### EXTRACTED INFORMATION
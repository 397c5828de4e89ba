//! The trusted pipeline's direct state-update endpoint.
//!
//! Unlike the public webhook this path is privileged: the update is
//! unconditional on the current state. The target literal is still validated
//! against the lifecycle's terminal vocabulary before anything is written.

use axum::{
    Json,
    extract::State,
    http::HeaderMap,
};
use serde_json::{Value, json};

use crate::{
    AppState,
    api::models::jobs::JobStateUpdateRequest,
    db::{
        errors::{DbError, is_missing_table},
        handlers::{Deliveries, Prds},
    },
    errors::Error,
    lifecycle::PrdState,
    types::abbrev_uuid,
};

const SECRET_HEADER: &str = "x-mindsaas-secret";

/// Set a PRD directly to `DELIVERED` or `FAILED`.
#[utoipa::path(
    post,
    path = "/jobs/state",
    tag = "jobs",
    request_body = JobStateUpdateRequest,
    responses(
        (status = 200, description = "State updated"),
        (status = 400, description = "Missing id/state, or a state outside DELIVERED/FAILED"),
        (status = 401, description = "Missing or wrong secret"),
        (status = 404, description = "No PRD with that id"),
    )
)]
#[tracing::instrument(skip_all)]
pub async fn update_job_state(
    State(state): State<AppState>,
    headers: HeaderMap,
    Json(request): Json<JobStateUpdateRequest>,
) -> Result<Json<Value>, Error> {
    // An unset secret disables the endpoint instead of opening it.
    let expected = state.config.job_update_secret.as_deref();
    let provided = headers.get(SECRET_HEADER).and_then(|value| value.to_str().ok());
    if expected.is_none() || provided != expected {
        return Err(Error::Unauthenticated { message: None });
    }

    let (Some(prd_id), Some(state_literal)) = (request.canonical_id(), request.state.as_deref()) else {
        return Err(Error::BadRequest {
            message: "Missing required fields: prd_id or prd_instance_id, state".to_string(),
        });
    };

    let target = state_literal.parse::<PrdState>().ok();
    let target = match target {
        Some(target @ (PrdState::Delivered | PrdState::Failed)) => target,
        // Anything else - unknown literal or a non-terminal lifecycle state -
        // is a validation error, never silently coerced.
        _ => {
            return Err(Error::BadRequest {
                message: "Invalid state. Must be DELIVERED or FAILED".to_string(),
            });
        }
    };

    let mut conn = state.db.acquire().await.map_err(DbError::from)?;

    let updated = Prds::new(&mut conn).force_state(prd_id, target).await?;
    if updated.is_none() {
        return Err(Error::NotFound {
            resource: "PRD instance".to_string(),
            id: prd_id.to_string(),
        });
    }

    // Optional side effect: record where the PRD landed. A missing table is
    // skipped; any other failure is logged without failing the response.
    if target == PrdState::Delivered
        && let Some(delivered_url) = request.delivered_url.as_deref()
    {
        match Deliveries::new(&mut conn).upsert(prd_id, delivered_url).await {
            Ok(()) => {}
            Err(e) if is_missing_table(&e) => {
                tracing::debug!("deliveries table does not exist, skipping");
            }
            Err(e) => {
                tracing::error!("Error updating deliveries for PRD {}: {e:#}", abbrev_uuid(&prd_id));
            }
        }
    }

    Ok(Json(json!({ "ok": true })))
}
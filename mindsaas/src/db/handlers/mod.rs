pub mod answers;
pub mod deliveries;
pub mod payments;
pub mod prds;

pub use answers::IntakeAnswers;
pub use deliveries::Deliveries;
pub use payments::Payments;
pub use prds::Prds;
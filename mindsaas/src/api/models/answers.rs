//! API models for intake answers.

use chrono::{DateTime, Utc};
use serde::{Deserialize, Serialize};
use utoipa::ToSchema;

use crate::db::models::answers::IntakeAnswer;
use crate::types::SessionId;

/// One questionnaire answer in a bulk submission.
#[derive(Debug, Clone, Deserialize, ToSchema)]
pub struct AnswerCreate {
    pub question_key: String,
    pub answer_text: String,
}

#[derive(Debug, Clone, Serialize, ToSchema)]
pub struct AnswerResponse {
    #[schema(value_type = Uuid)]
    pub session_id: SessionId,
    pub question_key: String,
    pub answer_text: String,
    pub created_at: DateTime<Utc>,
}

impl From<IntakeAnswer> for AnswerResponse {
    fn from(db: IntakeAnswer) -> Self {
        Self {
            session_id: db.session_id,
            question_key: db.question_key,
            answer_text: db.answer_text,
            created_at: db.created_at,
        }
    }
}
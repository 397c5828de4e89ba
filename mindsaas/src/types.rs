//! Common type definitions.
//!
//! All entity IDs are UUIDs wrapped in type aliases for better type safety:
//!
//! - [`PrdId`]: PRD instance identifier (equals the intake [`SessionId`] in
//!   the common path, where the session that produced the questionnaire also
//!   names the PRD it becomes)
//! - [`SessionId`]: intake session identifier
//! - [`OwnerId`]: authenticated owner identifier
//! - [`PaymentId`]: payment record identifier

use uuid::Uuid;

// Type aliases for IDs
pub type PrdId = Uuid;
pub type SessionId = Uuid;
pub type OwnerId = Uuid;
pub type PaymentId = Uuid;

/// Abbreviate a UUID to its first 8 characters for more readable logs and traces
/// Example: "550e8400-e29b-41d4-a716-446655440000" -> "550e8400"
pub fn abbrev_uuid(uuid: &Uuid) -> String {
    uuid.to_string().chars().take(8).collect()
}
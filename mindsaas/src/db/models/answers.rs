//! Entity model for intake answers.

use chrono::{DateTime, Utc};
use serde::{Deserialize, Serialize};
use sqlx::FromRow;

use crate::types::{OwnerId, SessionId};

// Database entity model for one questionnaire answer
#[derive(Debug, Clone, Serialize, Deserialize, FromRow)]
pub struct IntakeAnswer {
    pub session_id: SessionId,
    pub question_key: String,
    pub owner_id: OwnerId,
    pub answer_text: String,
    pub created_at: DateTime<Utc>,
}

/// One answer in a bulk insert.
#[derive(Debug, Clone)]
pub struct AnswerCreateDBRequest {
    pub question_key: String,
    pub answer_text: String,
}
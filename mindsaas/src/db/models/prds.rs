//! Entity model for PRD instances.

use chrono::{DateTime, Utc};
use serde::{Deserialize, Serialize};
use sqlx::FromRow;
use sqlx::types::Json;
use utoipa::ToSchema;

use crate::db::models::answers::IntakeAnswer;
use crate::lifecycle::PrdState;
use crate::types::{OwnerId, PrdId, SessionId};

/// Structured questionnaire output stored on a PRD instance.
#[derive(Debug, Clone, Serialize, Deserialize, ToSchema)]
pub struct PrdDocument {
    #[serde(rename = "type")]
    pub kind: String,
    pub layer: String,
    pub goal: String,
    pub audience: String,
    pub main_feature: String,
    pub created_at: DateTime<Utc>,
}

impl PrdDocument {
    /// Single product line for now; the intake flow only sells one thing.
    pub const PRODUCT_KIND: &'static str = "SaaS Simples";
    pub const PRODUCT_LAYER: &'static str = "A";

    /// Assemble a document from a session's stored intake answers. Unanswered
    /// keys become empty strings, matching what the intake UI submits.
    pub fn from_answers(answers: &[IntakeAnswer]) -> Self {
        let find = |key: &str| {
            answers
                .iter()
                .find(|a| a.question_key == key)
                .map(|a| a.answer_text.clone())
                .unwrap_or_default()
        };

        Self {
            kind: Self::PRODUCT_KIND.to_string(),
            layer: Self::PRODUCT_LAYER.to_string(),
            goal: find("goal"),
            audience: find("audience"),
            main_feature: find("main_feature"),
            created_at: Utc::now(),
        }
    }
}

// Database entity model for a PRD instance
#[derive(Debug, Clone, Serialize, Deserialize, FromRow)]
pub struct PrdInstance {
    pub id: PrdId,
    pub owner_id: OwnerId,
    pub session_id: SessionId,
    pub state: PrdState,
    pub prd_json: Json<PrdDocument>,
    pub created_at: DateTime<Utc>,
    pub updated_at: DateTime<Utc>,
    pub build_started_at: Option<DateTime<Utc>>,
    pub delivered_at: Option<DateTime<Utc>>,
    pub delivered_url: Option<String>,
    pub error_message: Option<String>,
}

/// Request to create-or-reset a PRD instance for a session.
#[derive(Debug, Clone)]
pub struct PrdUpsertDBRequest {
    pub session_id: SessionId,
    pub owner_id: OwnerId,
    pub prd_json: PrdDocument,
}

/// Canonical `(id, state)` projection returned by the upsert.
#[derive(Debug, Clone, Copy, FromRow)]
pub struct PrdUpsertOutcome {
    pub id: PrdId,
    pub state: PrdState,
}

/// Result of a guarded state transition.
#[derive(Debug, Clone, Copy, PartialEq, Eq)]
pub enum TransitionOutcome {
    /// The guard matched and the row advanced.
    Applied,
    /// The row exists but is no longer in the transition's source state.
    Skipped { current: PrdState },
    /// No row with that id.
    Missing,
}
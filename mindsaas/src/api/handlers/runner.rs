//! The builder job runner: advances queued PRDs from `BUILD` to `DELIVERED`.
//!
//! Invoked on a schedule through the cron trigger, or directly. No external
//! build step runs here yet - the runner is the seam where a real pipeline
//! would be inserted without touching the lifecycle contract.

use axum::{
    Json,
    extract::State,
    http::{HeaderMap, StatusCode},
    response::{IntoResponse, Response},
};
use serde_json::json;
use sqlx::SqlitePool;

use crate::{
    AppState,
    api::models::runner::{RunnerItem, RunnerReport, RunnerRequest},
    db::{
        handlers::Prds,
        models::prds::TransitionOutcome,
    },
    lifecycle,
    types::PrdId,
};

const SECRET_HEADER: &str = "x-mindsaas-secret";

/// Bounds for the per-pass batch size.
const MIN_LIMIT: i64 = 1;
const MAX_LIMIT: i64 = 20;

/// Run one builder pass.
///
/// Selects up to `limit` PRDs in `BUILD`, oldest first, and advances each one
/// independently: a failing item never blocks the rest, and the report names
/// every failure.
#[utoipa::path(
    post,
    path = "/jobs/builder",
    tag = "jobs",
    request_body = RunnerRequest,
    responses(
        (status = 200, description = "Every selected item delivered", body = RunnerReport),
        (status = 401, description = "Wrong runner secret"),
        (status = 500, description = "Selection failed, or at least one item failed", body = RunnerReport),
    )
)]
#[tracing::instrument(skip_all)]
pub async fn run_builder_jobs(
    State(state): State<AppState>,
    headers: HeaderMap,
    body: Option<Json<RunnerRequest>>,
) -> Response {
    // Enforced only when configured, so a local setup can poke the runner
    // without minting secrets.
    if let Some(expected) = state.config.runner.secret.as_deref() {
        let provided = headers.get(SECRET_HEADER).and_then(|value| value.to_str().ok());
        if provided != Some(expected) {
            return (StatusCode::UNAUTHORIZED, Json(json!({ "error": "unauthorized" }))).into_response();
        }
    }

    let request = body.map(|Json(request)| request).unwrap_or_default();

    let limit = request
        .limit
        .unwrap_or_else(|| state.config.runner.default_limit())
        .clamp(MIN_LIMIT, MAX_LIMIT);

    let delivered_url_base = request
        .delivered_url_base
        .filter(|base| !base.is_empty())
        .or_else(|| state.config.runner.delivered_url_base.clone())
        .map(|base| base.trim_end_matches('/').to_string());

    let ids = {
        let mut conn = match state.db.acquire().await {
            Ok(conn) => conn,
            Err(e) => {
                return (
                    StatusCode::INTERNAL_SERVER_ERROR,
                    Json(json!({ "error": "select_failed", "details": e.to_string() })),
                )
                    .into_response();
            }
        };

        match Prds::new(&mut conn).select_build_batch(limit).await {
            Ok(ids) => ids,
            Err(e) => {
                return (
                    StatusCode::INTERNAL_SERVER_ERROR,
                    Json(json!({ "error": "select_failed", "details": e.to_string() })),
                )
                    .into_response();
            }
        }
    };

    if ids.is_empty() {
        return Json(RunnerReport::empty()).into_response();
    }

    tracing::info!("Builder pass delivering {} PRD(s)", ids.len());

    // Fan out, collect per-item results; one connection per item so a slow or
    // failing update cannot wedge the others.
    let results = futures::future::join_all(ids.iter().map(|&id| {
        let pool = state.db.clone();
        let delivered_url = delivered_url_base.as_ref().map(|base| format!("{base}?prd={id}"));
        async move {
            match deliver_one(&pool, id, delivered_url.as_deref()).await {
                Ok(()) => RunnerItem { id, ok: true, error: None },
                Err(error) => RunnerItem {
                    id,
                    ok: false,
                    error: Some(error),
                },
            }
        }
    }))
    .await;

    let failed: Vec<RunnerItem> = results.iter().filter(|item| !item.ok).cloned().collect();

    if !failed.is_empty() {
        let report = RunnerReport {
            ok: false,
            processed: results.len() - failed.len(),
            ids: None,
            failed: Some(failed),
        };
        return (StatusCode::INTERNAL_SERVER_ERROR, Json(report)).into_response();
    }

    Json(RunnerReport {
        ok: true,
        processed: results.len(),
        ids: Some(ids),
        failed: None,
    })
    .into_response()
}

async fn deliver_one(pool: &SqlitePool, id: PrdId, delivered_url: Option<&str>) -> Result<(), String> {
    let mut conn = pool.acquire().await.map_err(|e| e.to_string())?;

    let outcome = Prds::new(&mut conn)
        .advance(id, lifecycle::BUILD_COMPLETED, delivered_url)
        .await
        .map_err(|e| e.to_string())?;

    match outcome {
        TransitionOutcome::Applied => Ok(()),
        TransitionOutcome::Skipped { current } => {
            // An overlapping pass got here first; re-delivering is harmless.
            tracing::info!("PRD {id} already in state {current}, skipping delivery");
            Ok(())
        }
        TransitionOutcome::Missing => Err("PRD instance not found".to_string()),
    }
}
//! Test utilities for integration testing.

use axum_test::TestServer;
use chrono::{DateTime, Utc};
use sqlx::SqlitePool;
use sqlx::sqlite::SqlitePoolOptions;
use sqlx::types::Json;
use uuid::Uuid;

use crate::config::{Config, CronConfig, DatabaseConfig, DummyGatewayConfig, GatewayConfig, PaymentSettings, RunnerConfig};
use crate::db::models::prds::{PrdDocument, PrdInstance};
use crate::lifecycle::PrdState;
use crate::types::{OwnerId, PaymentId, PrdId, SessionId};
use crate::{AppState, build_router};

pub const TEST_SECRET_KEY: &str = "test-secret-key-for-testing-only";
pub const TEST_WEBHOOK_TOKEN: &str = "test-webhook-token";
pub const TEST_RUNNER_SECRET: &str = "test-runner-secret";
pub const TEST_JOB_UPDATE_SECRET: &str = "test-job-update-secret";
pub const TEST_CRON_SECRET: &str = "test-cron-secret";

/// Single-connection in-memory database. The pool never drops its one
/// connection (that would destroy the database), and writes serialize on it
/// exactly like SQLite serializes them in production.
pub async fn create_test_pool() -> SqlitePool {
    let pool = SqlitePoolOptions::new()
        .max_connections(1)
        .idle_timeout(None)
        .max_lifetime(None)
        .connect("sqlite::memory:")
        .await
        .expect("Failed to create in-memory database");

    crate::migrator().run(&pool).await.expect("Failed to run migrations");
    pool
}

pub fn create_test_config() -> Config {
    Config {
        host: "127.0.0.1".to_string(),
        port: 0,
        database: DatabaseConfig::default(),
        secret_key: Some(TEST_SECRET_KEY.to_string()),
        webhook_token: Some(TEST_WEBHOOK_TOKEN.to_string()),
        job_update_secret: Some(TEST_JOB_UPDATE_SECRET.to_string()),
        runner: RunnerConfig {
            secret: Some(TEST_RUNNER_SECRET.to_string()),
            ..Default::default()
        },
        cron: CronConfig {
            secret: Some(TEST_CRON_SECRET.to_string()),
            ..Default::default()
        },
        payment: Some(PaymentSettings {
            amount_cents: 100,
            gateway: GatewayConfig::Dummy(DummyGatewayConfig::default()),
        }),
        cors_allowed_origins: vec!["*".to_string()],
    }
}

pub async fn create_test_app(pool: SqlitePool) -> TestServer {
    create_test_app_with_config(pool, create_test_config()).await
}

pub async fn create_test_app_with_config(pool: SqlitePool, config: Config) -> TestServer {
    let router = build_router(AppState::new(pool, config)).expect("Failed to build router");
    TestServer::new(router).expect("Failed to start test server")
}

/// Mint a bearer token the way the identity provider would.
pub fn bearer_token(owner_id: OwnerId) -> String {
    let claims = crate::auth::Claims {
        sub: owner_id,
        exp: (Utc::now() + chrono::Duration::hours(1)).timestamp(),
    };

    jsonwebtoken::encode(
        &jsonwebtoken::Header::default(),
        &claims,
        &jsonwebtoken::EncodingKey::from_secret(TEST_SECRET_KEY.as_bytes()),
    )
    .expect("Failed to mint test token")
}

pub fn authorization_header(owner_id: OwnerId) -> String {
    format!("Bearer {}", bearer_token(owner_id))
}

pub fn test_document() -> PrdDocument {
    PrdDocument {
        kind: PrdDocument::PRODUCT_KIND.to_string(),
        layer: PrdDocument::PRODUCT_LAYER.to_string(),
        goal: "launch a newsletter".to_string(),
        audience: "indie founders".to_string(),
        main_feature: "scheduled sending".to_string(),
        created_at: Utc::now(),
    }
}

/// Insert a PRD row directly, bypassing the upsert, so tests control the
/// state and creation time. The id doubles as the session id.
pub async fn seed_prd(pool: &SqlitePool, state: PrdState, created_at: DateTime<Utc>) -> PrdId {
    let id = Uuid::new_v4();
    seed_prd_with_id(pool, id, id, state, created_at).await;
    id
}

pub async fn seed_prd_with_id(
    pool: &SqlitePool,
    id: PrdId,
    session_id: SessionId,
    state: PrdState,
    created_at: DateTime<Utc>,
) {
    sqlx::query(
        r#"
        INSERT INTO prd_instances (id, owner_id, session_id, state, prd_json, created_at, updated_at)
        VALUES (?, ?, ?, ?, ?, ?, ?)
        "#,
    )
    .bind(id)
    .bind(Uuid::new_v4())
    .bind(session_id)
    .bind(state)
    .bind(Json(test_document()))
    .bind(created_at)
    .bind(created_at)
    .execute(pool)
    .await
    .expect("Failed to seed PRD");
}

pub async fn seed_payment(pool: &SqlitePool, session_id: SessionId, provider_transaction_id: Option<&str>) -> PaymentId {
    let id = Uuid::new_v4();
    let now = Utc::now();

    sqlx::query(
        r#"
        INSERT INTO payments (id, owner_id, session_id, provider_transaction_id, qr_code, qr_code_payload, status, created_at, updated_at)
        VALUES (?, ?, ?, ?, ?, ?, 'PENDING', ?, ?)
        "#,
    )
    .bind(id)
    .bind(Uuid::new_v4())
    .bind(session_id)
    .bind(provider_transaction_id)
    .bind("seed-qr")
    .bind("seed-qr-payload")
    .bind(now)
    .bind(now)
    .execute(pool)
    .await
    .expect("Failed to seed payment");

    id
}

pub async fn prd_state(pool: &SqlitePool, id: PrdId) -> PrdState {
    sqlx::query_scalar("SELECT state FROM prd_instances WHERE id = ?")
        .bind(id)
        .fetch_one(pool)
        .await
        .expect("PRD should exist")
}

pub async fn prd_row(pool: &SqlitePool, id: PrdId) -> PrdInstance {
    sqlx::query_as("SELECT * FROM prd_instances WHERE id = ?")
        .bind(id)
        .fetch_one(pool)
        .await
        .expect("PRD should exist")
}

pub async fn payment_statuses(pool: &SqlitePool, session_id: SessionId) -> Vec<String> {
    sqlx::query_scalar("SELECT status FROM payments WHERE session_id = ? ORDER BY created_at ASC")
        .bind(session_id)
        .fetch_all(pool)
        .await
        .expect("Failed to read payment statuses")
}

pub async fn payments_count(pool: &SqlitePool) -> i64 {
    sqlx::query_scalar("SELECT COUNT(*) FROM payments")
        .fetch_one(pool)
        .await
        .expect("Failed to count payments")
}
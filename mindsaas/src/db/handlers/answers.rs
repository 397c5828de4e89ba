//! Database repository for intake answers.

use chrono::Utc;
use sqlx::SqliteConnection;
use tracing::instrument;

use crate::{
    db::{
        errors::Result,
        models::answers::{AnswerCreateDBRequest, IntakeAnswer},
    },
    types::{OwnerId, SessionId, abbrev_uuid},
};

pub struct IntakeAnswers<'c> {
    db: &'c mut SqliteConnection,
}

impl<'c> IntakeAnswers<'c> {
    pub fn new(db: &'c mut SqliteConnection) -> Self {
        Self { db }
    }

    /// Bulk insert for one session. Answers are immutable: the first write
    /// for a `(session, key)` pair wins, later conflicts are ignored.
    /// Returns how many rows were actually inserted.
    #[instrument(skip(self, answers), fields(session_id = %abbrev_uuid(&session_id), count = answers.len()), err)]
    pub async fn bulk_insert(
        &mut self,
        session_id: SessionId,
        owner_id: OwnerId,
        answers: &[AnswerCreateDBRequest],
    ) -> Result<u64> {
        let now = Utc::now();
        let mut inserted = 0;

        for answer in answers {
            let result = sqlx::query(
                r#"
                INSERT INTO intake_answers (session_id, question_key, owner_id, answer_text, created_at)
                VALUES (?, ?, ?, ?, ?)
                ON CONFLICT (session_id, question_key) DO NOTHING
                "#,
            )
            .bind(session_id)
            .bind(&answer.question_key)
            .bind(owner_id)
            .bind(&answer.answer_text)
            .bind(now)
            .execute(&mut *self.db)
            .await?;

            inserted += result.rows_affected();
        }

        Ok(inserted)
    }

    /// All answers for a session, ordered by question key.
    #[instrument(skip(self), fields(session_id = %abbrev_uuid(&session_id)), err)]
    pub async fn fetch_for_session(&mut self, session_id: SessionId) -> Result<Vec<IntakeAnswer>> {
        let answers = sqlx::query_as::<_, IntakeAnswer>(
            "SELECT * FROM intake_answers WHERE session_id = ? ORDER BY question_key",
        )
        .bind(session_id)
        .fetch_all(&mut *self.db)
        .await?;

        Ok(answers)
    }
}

### WHAT IS BEING ASKED
Scan the listing above and identify each line holding the string "AnswerCreateDBRequest"; copy every such line.

### YOUR RESPONSE
pub struct AnswerCreateDBRequest {
        models::answers::{AnswerCreateDBRequest, IntakeAnswer},
        answers: &[AnswerCreateDBRequest],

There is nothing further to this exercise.